Automatic Instrumentation: Closing the Visibility Gap
Cloud software platform providers like Oracle are working hard to make visibility and instrumentation simply a feature of the underlying platform, rather than requiring a separate effort. What this means for developers is that as you write and deploy code, the platform automatically generates and delivers relevant activity and environment telemetry.
For example, PaaS services such as Java Cloud Service, SOA Cloud Service, and Database Cloud Service automatically expose detailed telemetry both about their environments (instance-level telemetry) as well as the artifacts deployed in those environments (code-level telemetry) to management services such as Oracle Management Cloud, without any extra work by developers or operations personnel.

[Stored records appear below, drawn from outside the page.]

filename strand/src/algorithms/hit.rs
use serde::Serialize;

use crate::geometry::math::{cubic_distance_sq, seg_distance_sq};
use crate::geometry::tolerance::{clamp01, CURVE_SAMPLES};
use crate::model::Vec2;
use crate::Path;

/// Result of mapping a pointer coordinate onto a path. Distances are in
/// image pixels; a vertex hit wins over a segment hit when both are in
/// tolerance. Segment hits carry both endpoints and the hit parameter,
/// which insertion and splitting need.
#[derive(Clone, Copy, Debug, PartialEq, Serialize)]
#[serde(tag = "kind", rename_all = "lowercase")]
pub enum Hit {
    Vertex { id: u32, dist: f32 },
    Segment { a: u32, b: u32, t: f32, dist: f32 },
}

pub fn hit_test_impl(
    path: &Path,
    x: f32,
    y: f32,
    vertex_tol_px: f32,
    segment_tol_px: f32,
) -> Option<Hit> {
    let img = path.image();
    let p = img.to_px(Vec2::new(x, y));

    // Vertices first
    let vtol2 = vertex_tol_px * vertex_tol_px;
    let mut best_vertex: Option<(u32, f32)> = None;
    for pt in path.points() {
        let q = img.to_px(pt.pos());
        let dx = q.x - p.x;
        let dy = q.y - p.y;
        let d2 = dx * dx + dy * dy;
        if d2 <= vtol2 && best_vertex.map_or(true, |(_, bd)| d2 < bd) {
            best_vertex = Some((pt.id, d2));
        }
    }
    if let Some((id, d2)) = best_vertex {
        return Some(Hit::Vertex { id, dist: d2.sqrt() });
    }

    // Segments, straight and cubic, including the closing edge
    let stol2 = segment_tol_px * segment_tol_px;
    let mut best_segment: Option<(u32, u32, f32, f32)> = None;
    for (a_id, b_id) in segments(path) {
        let a = match path.get_point(a_id) {
            Some(a) => a,
            None => continue,
        };
        let b = match path.get_point(b_id) {
            Some(b) => b,
            None => continue,
        };
        let pa = img.to_px(a.pos());
        let pb = img.to_px(b.pos());
        let (d2, t) = match b.bezier {
            Some(h) => cubic_distance_sq(
                p,
                pa,
                img.to_px(h.c1),
                img.to_px(h.c2),
                pb,
                CURVE_SAMPLES,
            ),
            None => seg_distance_sq(p.x, p.y, pa.x, pa.y, pb.x, pb.y),
        };
        if d2 <= stol2 && best_segment.map_or(true, |(_, _, _, bd)| d2 < bd) {
            best_segment = Some((a_id, b_id, clamp01(t), d2));
        }
    }
    best_segment.map(|(a, b, t, d2)| Hit::Segment { a, b, t, dist: d2.sqrt() })
}

/// All (from, to) edges of the path: one per `prev` reference plus the
/// implicit closing edge from chain end back to the root.
pub fn segments(path: &Path) -> Vec<(u32, u32)> {
    let mut out = Vec::with_capacity(path.points().len());
    for p in path.points() {
        if let Some(prev) = p.prev {
            out.push((prev, p.id));
        }
    }
    if path.closed() {
        if let (Some(end), Some(root)) = (path.chain_end_id(), path.root_id()) {
            out.push((end, root));
        }
    }
    out
}
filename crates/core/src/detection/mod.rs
pub mod domain;
pub mod infrastructure;
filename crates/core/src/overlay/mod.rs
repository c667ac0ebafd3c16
pub mod labels;
pub mod overlay_renderer;
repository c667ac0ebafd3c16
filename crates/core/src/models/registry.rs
//! Process-wide model registry: load once, keep for the session.
//!
//! Detection may not run until every required artifact is loaded, and a
//! loaded set comes from exactly one source. The registry serializes
//! concurrent load calls so a second caller waits for the first attempt's
//! outcome instead of triggering duplicate downloads.

use std::path::{Path, PathBuf};
use std::sync::{Arc, Condvar, Mutex, OnceLock};
use std::time::Duration;

use thiserror::Error;

use crate::models::source::{ArtifactError, ModelSource};
use crate::shared::constants::{
    AGE_GENDER_MODEL_NAME, DEFAULT_MODEL_DIR, DETECTOR_MODEL_NAME, FALLBACK_MODEL_BASE_URL,
    LANDMARKS_MODEL_NAME,
};
use crate::shared::face::AnnotationDepth;

/// Both sources failed. `cause` is the fallback attempt's underlying error;
/// the primary failure was already logged when the fallback was tried.
#[derive(Error, Debug, Clone)]
#[error("model load failed from primary and fallback sources: {cause}")]
pub struct ModelLoadError {
    pub cause: String,
}

/// Primary and fallback locations for the model set.
#[derive(Clone, Debug)]
pub struct ModelSources {
    pub primary: ModelSource,
    pub fallback: ModelSource,
}

impl Default for ModelSources {
    fn default() -> Self {
        Self {
            primary: ModelSource::Dir(PathBuf::from(DEFAULT_MODEL_DIR)),
            fallback: ModelSource::Http(FALLBACK_MODEL_BASE_URL.to_string()),
        }
    }
}

/// Which optional models to load alongside the detector.
#[derive(Clone, Copy, Debug, PartialEq, Eq)]
pub struct ModelSelection {
    pub landmarks: bool,
    pub attributes: bool,
}

impl Default for ModelSelection {
    fn default() -> Self {
        Self {
            landmarks: true,
            attributes: true,
        }
    }
}

#[derive(Clone, Copy, Debug, PartialEq, Eq)]
pub enum SourceKind {
    Primary,
    Fallback,
}

/// A fully resolved model set. Every path exists locally and the whole set
/// came from the same source.
#[derive(Clone, Debug)]
pub struct LoadedModels {
    source: SourceKind,
    detector: PathBuf,
    landmarks: Option<PathBuf>,
    age_gender: Option<PathBuf>,
}

impl LoadedModels {
    pub fn source(&self) -> SourceKind {
        self.source
    }

    pub fn detector(&self) -> &Path {
        &self.detector
    }

    pub fn landmarks(&self) -> Option<&Path> {
        self.landmarks.as_deref()
    }

    pub fn age_gender(&self) -> Option<&Path> {
        self.age_gender.as_deref()
    }

    /// Annotation depth this set supports.
    pub fn depth(&self) -> AnnotationDepth {
        if self.age_gender.is_some() {
            AnnotationDepth::Full
        } else if self.landmarks.is_some() {
            AnnotationDepth::WithLandmarks
        } else {
            AnnotationDepth::Detection
        }
    }
}

enum LoadSlot {
    Empty,
    InFlight,
    Done(Result<LoadedModels, ModelLoadError>),
}

/// Session-lifetime model registry.
///
/// `load` is idempotent after success: later calls return the cached set
/// without touching either source. A call after a failed attempt starts a
/// fresh attempt (the manual retry path). Models are never unloaded.
pub struct ModelRegistry {
    slot: Mutex<LoadSlot>,
    ready: Condvar,
}

static GLOBAL: OnceLock<Arc<ModelRegistry>> = OnceLock::new();

impl ModelRegistry {
    pub fn new() -> Self {
        Self {
            slot: Mutex::new(LoadSlot::Empty),
            ready: Condvar::new(),
        }
    }

    /// The process-wide registry instance.
    pub fn global() -> Arc<ModelRegistry> {
        GLOBAL.get_or_init(|| Arc::new(ModelRegistry::new())).clone()
    }

    /// Load the selected model set from the primary source, falling back to
    /// the fallback source on any failure. Fallback success is silent
    /// success: no error surfaces, only a log record.
    pub fn load(
        &self,
        sources: &ModelSources,
        selection: ModelSelection,
    ) -> Result<LoadedModels, ModelLoadError> {
        {
            let mut slot = self.slot.lock().unwrap();
            // Another caller is mid-load: wait for that attempt's outcome
            // rather than starting a duplicate.
            while matches!(*slot, LoadSlot::InFlight) {
                let (guard, _) = self
                    .ready
                    .wait_timeout(slot, Duration::from_millis(100))
                    .unwrap();
                slot = guard;
                if let LoadSlot::Done(ref outcome) = *slot {
                    return outcome.clone();
                }
            }
            if let LoadSlot::Done(Ok(ref models)) = *slot {
                return Ok(models.clone());
            }
            // Empty or previously failed: this caller runs a fresh attempt.
            *slot = LoadSlot::InFlight;
        }

        let outcome = fetch_set(sources, selection);

        let mut slot = self.slot.lock().unwrap();
        *slot = LoadSlot::Done(outcome.clone());
        self.ready.notify_all();
        outcome
    }

    /// True once a load has succeeded.
    pub fn is_ready(&self) -> bool {
        matches!(*self.slot.lock().unwrap(), LoadSlot::Done(Ok(_)))
    }

    /// The loaded set, if ready.
    pub fn loaded(&self) -> Option<LoadedModels> {
        match *self.slot.lock().unwrap() {
            LoadSlot::Done(Ok(ref models)) => Some(models.clone()),
            _ => None,
        }
    }
}

impl Default for ModelRegistry {
    fn default() -> Self {
        Self::new()
    }
}

fn fetch_set(
    sources: &ModelSources,
    selection: ModelSelection,
) -> Result<LoadedModels, ModelLoadError> {
    match fetch_from(&sources.primary, SourceKind::Primary, selection) {
        Ok(models) => Ok(models),
        Err(primary_err) => {
            log::warn!("primary model source failed: {primary_err}; retrying from fallback");
            match fetch_from(&sources.fallback, SourceKind::Fallback, selection) {
                Ok(models) => {
                    log::info!("model set loaded from fallback source");
                    Ok(models)
                }
                Err(fallback_err) => Err(ModelLoadError {
                    cause: fallback_err.to_string(),
                }),
            }
        }
    }
}

/// Resolve the whole selected set from one source. Any miss fails the set;
/// partially resolved paths are discarded.
fn fetch_from(
    source: &ModelSource,
    kind: SourceKind,
    selection: ModelSelection,
) -> Result<LoadedModels, ArtifactError> {
    let detector = source.resolve_artifact(DETECTOR_MODEL_NAME)?;
    let landmarks = if selection.landmarks {
        Some(source.resolve_artifact(LANDMARKS_MODEL_NAME)?)
    } else {
        None
    };
    let age_gender = if selection.attributes {
        Some(source.resolve_artifact(AGE_GENDER_MODEL_NAME)?)
    } else {
        None
    };
    Ok(LoadedModels {
        source: kind,
        detector,
        landmarks,
        age_gender,
    })
}

#[cfg(test)]
mod tests {
    use super::*;
    use std::fs;
    use std::thread;
    use tempfile::TempDir;

    const ALL_NAMES: [&str; 3] = [
        DETECTOR_MODEL_NAME,
        LANDMARKS_MODEL_NAME,
        AGE_GENDER_MODEL_NAME,
    ];

    fn write_artifacts(dir: &TempDir, names: &[&str]) {
        for name in names {
            fs::write(dir.path().join(name), b"stub model").unwrap();
        }
    }

    fn sources(primary: &TempDir, fallback: &TempDir) -> ModelSources {
        ModelSources {
            primary: ModelSource::Dir(primary.path().to_path_buf()),
            fallback: ModelSource::Dir(fallback.path().to_path_buf()),
        }
    }

    #[test]
    fn test_load_from_primary() {
        let primary = TempDir::new().unwrap();
        let fallback = TempDir::new().unwrap();
        write_artifacts(&primary, &ALL_NAMES);
        write_artifacts(&fallback, &ALL_NAMES);

        let registry = ModelRegistry::new();
        let models = registry
            .load(&sources(&primary, &fallback), ModelSelection::default())
            .unwrap();

        assert_eq!(models.source(), SourceKind::Primary);
        assert!(models.detector().starts_with(primary.path()));
        assert_eq!(models.depth(), AnnotationDepth::Full);
        assert!(registry.is_ready());
    }

    #[test]
    fn test_fallback_succeeds_silently_when_primary_empty() {
        let primary = TempDir::new().unwrap();
        let fallback = TempDir::new().unwrap();
        write_artifacts(&fallback, &ALL_NAMES);

        let registry = ModelRegistry::new();
        let models = registry
            .load(&sources(&primary, &fallback), ModelSelection::default())
            .unwrap();

        assert_eq!(models.source(), SourceKind::Fallback);
        assert!(registry.is_ready());
    }

    #[test]
    fn test_no_mixed_sources_on_partial_primary() {
        let primary = TempDir::new().unwrap();
        let fallback = TempDir::new().unwrap();
        // Primary has the detector but is missing the rest of the set.
        write_artifacts(&primary, &[DETECTOR_MODEL_NAME]);
        write_artifacts(&fallback, &ALL_NAMES);

        let registry = ModelRegistry::new();
        let models = registry
            .load(&sources(&primary, &fallback), ModelSelection::default())
            .unwrap();

        assert_eq!(models.source(), SourceKind::Fallback);
        assert!(models.detector().starts_with(fallback.path()));
        assert!(models.landmarks().unwrap().starts_with(fallback.path()));
    }

    #[test]
    fn test_both_sources_fail_carries_cause() {
        let primary = TempDir::new().unwrap();
        let fallback = TempDir::new().unwrap();

        let registry = ModelRegistry::new();
        let err = registry
            .load(&sources(&primary, &fallback), ModelSelection::default())
            .unwrap_err();

        assert!(err.cause.contains(DETECTOR_MODEL_NAME));
        assert!(!registry.is_ready());
        assert!(registry.loaded().is_none());
    }

    #[test]
    fn test_idempotent_after_success() {
        let primary = TempDir::new().unwrap();
        let fallback = TempDir::new().unwrap();
        write_artifacts(&primary, &ALL_NAMES);

        let registry = ModelRegistry::new();
        let srcs = sources(&primary, &fallback);
        let first = registry.load(&srcs, ModelSelection::default()).unwrap();

        // Remove the files: a second load must serve the cached set without
        // re-resolving anything.
        for name in ALL_NAMES {
            fs::remove_file(primary.path().join(name)).unwrap();
        }
        let second = registry.load(&srcs, ModelSelection::default()).unwrap();
        assert_eq!(second.detector(), first.detector());
        assert_eq!(second.source(), SourceKind::Primary);
    }

    #[test]
    fn test_retry_after_failure_starts_fresh_attempt() {
        let primary = TempDir::new().unwrap();
        let fallback = TempDir::new().unwrap();

        let registry = ModelRegistry::new();
        let srcs = sources(&primary, &fallback);
        assert!(registry.load(&srcs, ModelSelection::default()).is_err());

        write_artifacts(&primary, &ALL_NAMES);
        let models = registry.load(&srcs, ModelSelection::default()).unwrap();
        assert_eq!(models.source(), SourceKind::Primary);
        assert!(registry.is_ready());
    }

    #[test]
    fn test_concurrent_loads_share_one_outcome() {
        let primary = TempDir::new().unwrap();
        let fallback = TempDir::new().unwrap();
        write_artifacts(&primary, &ALL_NAMES);

        let registry = Arc::new(ModelRegistry::new());
        let srcs = sources(&primary, &fallback);

        let handles: Vec<_> = (0..4)
            .map(|_| {
                let registry = Arc::clone(&registry);
                let srcs = srcs.clone();
                thread::spawn(move || registry.load(&srcs, ModelSelection::default()))
            })
            .collect();

        let results: Vec<_> = handles.into_iter().map(|h| h.join().unwrap()).collect();
        let first = results[0].as_ref().unwrap();
        for result in &results {
            let models = result.as_ref().unwrap();
            assert_eq!(models.detector(), first.detector());
            assert_eq!(models.source(), SourceKind::Primary);
        }
    }

    #[test]
    fn test_selection_limits_depth() {
        let primary = TempDir::new().unwrap();
        let fallback = TempDir::new().unwrap();
        // Only the detector file exists, which suffices for this selection.
        write_artifacts(&primary, &[DETECTOR_MODEL_NAME]);

        let registry = ModelRegistry::new();
        let models = registry
            .load(
                &sources(&primary, &fallback),
                ModelSelection {
                    landmarks: false,
                    attributes: false,
                },
            )
            .unwrap();

        assert_eq!(models.depth(), AnnotationDepth::Detection);
        assert!(models.landmarks().is_none());
        assert!(models.age_gender().is_none());
    }
}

By generating and exposing instrumentation automatically, we can close the visibility gap that often exists today between developers (who know what they coded, but not necessarily about environment dependencies) and operations (who know about environment dependencies, but not about what was coded).
Image 1: 2 views of automated telemetry, generated by Java Cloud Service and Integration Cloud Service and exposed in Oracle Management Cloud.
Machine Learning-Based Analytics
Having the relevant telemetry is a required first step, but understanding it is no easy task. We’re talking about terabytes of logs, tens of thousands of activity and configuration metrics, in an environment where neither developers nor operators understand the dependencies among components. After all, we’ve happily given up a level of control in cloud in exchange for the ability to iterate faster.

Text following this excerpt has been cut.